Top of Information supplied

//! Prelude
pub use crate::diag::{ErrorReporter, Fault, NoReporter, ServiceId};
pub use crate::port::{
    Direction, Mmio, Pin, PinConfig, PinLevel, PinMode, PortConfig, PortDriver, PortError,
    PortRegisters, Resistor,
};
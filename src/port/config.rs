//! # Pin configuration data
//!
//! The configuration table is generated at build time and handed to the
//! driver as a [`PortConfig`]. Port, channel and mode are kept as the raw
//! numbers the generator emits and are only turned into typed values
//! ([`PinLocation`], [`SignalMode`]) when the driver uses them, so a bad
//! entry surfaces as a [`PortError`] instead of an access to an undefined
//! address.
use super::error::PortError;
use super::id::PinLocation;

#[derive(Debug, Clone, Copy, PartialEq, Eq)]
pub enum Direction {
    Input,
    Output,
}

/// Level driven by an output pin after initialization
#[derive(Debug, Clone, Copy, PartialEq, Eq)]
pub enum PinLevel {
    Low,
    High,
}

/// Internal resistor of an input pin
#[derive(Debug, Clone, Copy, PartialEq, Eq)]
pub enum Resistor {
    Off,
    PullUp,
    PullDown,
}

/// Raw signal mode identifier as emitted by the configuration generator
#[derive(Debug, Clone, Copy, PartialEq, Eq)]
pub struct PinMode(pub u8);

impl PinMode {
    /// Digital I/O
    pub const DIO: PinMode = PinMode(0);

    /// Resolve the identifier into a mode the driver can program
    #[inline]
    pub fn signal(self) -> Result<SignalMode, PortError> {
        match self {
            PinMode::DIO => Ok(SignalMode::Dio),
            _ => Err(PortError::UnsupportedMode),
        }
    }
}

/// Signal modes the driver knows how to program
#[derive(Debug, Clone, Copy, PartialEq, Eq)]
pub enum SignalMode {
    Dio,
}

/// Logical pin handle: the position of a pin in the configuration table
#[derive(Debug, Clone, Copy, PartialEq, Eq, PartialOrd, Ord)]
pub struct Pin(pub u8);

impl Pin {
    #[inline]
    pub const fn index(self) -> usize {
        self.0 as usize
    }
}

/// Configuration of one logical pin
#[derive(Debug, Clone, Copy, PartialEq, Eq)]
pub struct PinConfig {
    /// Port number, 0..5 for A..F
    pub port: u8,
    /// Pin number within the port, 0..7
    pub channel: u8,
    pub mode: PinMode,
    pub direction: Direction,
    /// Only used for outputs
    pub initial_level: PinLevel,
    pub direction_changeable: bool,
    pub mode_changeable: bool,
    /// Only used for inputs
    pub resistor: Resistor,
}

impl PinConfig {
    #[inline]
    pub fn location(&self) -> Result<PinLocation, PortError> {
        PinLocation::new(self.port, self.channel)
    }
}

/// The build-time configuration table
#[derive(Debug, Clone, Copy)]
pub struct PortConfig<'a> {
    pins: &'a [PinConfig],
}

impl<'a> PortConfig<'a> {
    pub const fn new(pins: &'a [PinConfig]) -> Self {
        PortConfig { pins }
    }

    #[inline]
    pub fn pins(&self) -> &'a [PinConfig] {
        self.pins
    }

    #[inline]
    pub fn len(&self) -> usize {
        self.pins.len()
    }

    #[inline]
    pub fn is_empty(&self) -> bool {
        self.pins.is_empty()
    }

    #[inline]
    pub fn get(&self, pin: Pin) -> Option<&'a PinConfig> {
        self.pins.get(pin.index())
    }
}
#![no_std]

#[cfg(test)]
extern crate std;

pub mod board;
pub mod clock;
pub mod diag;
pub mod port;
pub mod prelude;
pub mod version;

#[cfg(test)]
pub(crate) mod mock;
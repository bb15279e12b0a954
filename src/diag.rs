//! # Diagnostic error reporting
//!
//! Every failed driver call is forwarded to an [`ErrorReporter`] in addition
//! to being returned as a [`PortError`]. The reporter is an observability hook
//! only, the driver never depends on its outcome.
use crate::port::PortError;
use crate::version::{INSTANCE_ID, MODULE_ID};

/// Identifies the driver service which detected a fault
#[derive(Debug, Clone, Copy, PartialEq, Eq)]
#[repr(u8)]
pub enum ServiceId {
    Init = 0x00,
    SetPinDirection = 0x01,
    RefreshPortDirection = 0x02,
    GetVersionInfo = 0x03,
    SetPinMode = 0x04,
}

/// A single fault as seen by the diagnostic sink
#[derive(Debug, Clone, Copy, PartialEq, Eq)]
pub struct Fault {
    pub module_id: u16,
    pub instance_id: u8,
    pub service: ServiceId,
    pub error: PortError,
}

impl Fault {
    #[inline]
    pub fn new(service: ServiceId, error: PortError) -> Self {
        Fault {
            module_id: MODULE_ID,
            instance_id: INSTANCE_ID,
            service,
            error,
        }
    }

    /// Numeric error code of the fault
    #[inline]
    pub fn code(&self) -> u8 {
        self.error.code()
    }
}

/// Sink for driver faults
pub trait ErrorReporter {
    fn report(&mut self, fault: Fault);
}

impl<E: ErrorReporter + ?Sized> ErrorReporter for &mut E {
    #[inline]
    fn report(&mut self, fault: Fault) {
        (**self).report(fault)
    }
}

/// Reporter which discards every fault
#[derive(Debug, Default, Clone, Copy)]
pub struct NoReporter;

impl ErrorReporter for NoReporter {
    #[inline]
    fn report(&mut self, _fault: Fault) {}
}

/// Reporter which prints every fault on the RTT print channel
///
/// The print channel has to be set up with `rtt_init_print!` beforehand.
#[cfg(feature = "rtt")]
#[derive(Debug, Default, Clone, Copy)]
pub struct RttReporter;

#[cfg(feature = "rtt")]
impl ErrorReporter for RttReporter {
    fn report(&mut self, fault: Fault) {
        rtt_target::rprintln!(
            "[port {}:{}] {:?} failed: {} (0x{:02X})",
            fault.module_id,
            fault.instance_id,
            fault.service,
            fault.error,
            fault.code()
        );
    }
}
pub mod disk;
pub mod memory;

use crate::errors::AgentError;
use async_trait::async_trait;

/// Host-wide memory and swap usage, sampled once per run.
#[derive(Debug, Clone, Copy)]
pub struct MemorySample {
    pub util_percent: f64,
    pub used_bytes: u64,
    pub avail_bytes: u64,
    pub swap_util_percent: f64,
    pub swap_used_bytes: u64,
}

/// Space and inode usage for one mounted filesystem.
#[derive(Debug, Clone, Copy)]
pub struct DiskSample {
    pub space_util_percent: f64,
    pub space_used_bytes: u64,
    pub space_avail_bytes: u64,
    pub inode_util_percent: f64,
}

/// Source of resource usage numbers. The pipeline runs against this trait
/// so tests can feed it fixed samples.
#[async_trait]
pub trait ResourceSampler: Send + Sync {
    async fn memory(&self) -> Result<MemorySample, AgentError>;

    async fn disk(&self, path: &str) -> Result<DiskSample, AgentError>;
}

/// Sampler backed by the local kernel: /proc/meminfo and statvfs.
pub struct HostSampler;

#[async_trait]
impl ResourceSampler for HostSampler {
    async fn memory(&self) -> Result<MemorySample, AgentError> {
        memory::sample().await
    }

    async fn disk(&self, path: &str) -> Result<DiskSample, AgentError> {
        disk::sample(path)
    }
}
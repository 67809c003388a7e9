use crate::errors::AgentError;
use crate::identity::InstanceIdentity;
use std::fmt;

/// Unit attached to a reported value.
#[derive(Debug, Clone, Copy, PartialEq, Eq)]
pub enum Unit {
    Percent,
    Bytes,
}

impl Unit {
    pub fn as_str(self) -> &'static str {
        match self {
            Unit::Percent => "Percent",
            Unit::Bytes => "Bytes",
        }
    }
}

impl fmt::Display for Unit {
    fn fmt(&self, f: &mut fmt::Formatter<'_>) -> fmt::Result {
        f.write_str(self.as_str())
    }
}

/// One name/value tag scoping a metric to a resource.
#[derive(Debug, Clone, PartialEq, Eq)]
pub struct Dimension {
    pub name: String,
    pub value: String,
}

impl Dimension {
    pub fn new(name: impl Into<String>, value: impl Into<String>) -> Self {
        Self {
            name: name.into(),
            value: value.into(),
        }
    }
}

/// One reported measurement, immutable once created.
#[derive(Debug, Clone)]
pub struct MetricRecord {
    pub name: &'static str,
    pub unit: Unit,
    pub value: f64,
    pub dimensions: Vec<Dimension>,
}

/// Ordered set of records accumulated over one run.
#[derive(Debug, Default)]
pub struct MetricBatch {
    records: Vec<MetricRecord>,
}

impl MetricBatch {
    pub fn new() -> Self {
        Self::default()
    }

    /// Append one record. This is the single accumulation point, so value
    /// validation here keeps bad samples off the wire entirely.
    pub fn add(
        &mut self,
        name: &'static str,
        unit: Unit,
        value: f64,
        dimensions: Vec<Dimension>,
    ) -> Result<(), AgentError> {
        if !value.is_finite() || value < 0.0 {
            return Err(AgentError::InvalidMetricValue {
                metric: name,
                value,
            });
        }
        self.records.push(MetricRecord {
            name,
            unit,
            value,
            dimensions,
        });
        Ok(())
    }

    pub fn records(&self) -> &[MetricRecord] {
        &self.records
    }

    pub fn len(&self) -> usize {
        self.records.len()
    }

    pub fn is_empty(&self) -> bool {
        self.records.is_empty()
    }
}

/// Build the dimension set for one scope.
///
/// Aggregated runs carry no dimensions at all, which is what makes the
/// backend fold the series across hosts. Otherwise each available identity
/// attribute becomes a tag, plus the filesystem path when reporting a disk
/// metric. Absent attributes are skipped, never an error.
pub fn build_dimensions(
    identity: &InstanceIdentity,
    aggregated: bool,
    file_system: Option<&str>,
) -> Vec<Dimension> {
    if aggregated {
        return Vec::new();
    }

    let mut dims = Vec::new();
    if let Some(id) = &identity.instance_id {
        dims.push(Dimension::new("InstanceId", id.as_str()));
    }
    if let Some(image) = &identity.image_id {
        dims.push(Dimension::new("ImageId", image.as_str()));
    }
    if let Some(kind) = &identity.instance_type {
        dims.push(Dimension::new("InstanceType", kind.as_str()));
    }
    if let Some(fs) = file_system {
        dims.push(Dimension::new("FileSystem", fs));
    }
    dims
}

#[cfg(test)]
mod tests {
    use super::*;

    fn full_identity() -> InstanceIdentity {
        InstanceIdentity {
            region: "eu-west-1".to_string(),
            instance_id: Some("i-abc123".to_string()),
            image_id: Some("ami-deadbeef".to_string()),
            instance_type: Some("m5.large".to_string()),
        }
    }

    #[test]
    fn test_add_rejects_non_finite_values() {
        let mut batch = MetricBatch::new();
        assert!(batch
            .add("MemoryUtilization", Unit::Percent, f64::NAN, Vec::new())
            .is_err());
        assert!(batch
            .add("MemoryUsed", Unit::Bytes, f64::INFINITY, Vec::new())
            .is_err());
        assert!(batch.is_empty());
    }

    #[test]
    fn test_add_rejects_negative_values() {
        let mut batch = MetricBatch::new();
        let err = batch
            .add("SwapUsed", Unit::Bytes, -1.0, Vec::new())
            .unwrap_err();
        assert!(matches!(
            err,
            AgentError::InvalidMetricValue {
                metric: "SwapUsed",
                ..
            }
        ));
    }

    #[test]
    fn test_add_preserves_order() {
        let mut batch = MetricBatch::new();
        batch
            .add("MemoryUtilization", Unit::Percent, 50.0, Vec::new())
            .unwrap();
        batch.add("MemoryUsed", Unit::Bytes, 1024.0, Vec::new()).unwrap();
        batch.add("SwapUtil", Unit::Percent, 0.0, Vec::new()).unwrap();

        let names: Vec<&str> = batch.records().iter().map(|r| r.name).collect();
        assert_eq!(names, ["MemoryUtilization", "MemoryUsed", "SwapUtil"]);
        assert_eq!(batch.len(), 3);
    }

    #[test]
    fn test_build_dimensions_aggregated_is_empty() {
        let dims = build_dimensions(&full_identity(), true, Some("/data"));
        assert!(dims.is_empty());
    }

    #[test]
    fn test_build_dimensions_orders_all_attributes() {
        let dims = build_dimensions(&full_identity(), false, Some("/data"));
        let names: Vec<&str> = dims.iter().map(|d| d.name.as_str()).collect();
        assert_eq!(names, ["InstanceId", "ImageId", "InstanceType", "FileSystem"]);
        assert_eq!(dims[3].value, "/data");
    }

    #[test]
    fn test_build_dimensions_skips_absent_attributes() {
        let identity = InstanceIdentity::placeholder();
        let dims = build_dimensions(&identity, false, None);
        let names: Vec<&str> = dims.iter().map(|d| d.name.as_str()).collect();
        assert_eq!(names, ["ImageId", "InstanceType"]);
    }
}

Bottom of Information supplied

## Task brief
Start at the first line of the entries above. Set down each line exactly through the one with "pin after initialization", and stop there.

## Finished exercise
//! Prelude
pub use crate::diag::{ErrorReporter, Fault, NoReporter, ServiceId};
pub use crate::port::{
    Direction, Mmio, Pin, PinConfig, PinLevel, PinMode, PortConfig, PortDriver, PortError,
    PortRegisters, Resistor,
};
filename src/port/config.rs
//! # Pin configuration data
//!
//! The configuration table is generated at build time and handed to the
//! driver as a [`PortConfig`]. Port, channel and mode are kept as the raw
//! numbers the generator emits and are only turned into typed values
//! ([`PinLocation`], [`SignalMode`]) when the driver uses them, so a bad
//! entry surfaces as a [`PortError`] instead of an access to an undefined
//! address.
use super::error::PortError;
use super::id::PinLocation;

#[derive(Debug, Clone, Copy, PartialEq, Eq)]
pub enum Direction {
    Input,
    Output,
}

/// Level driven by an output pin after initialization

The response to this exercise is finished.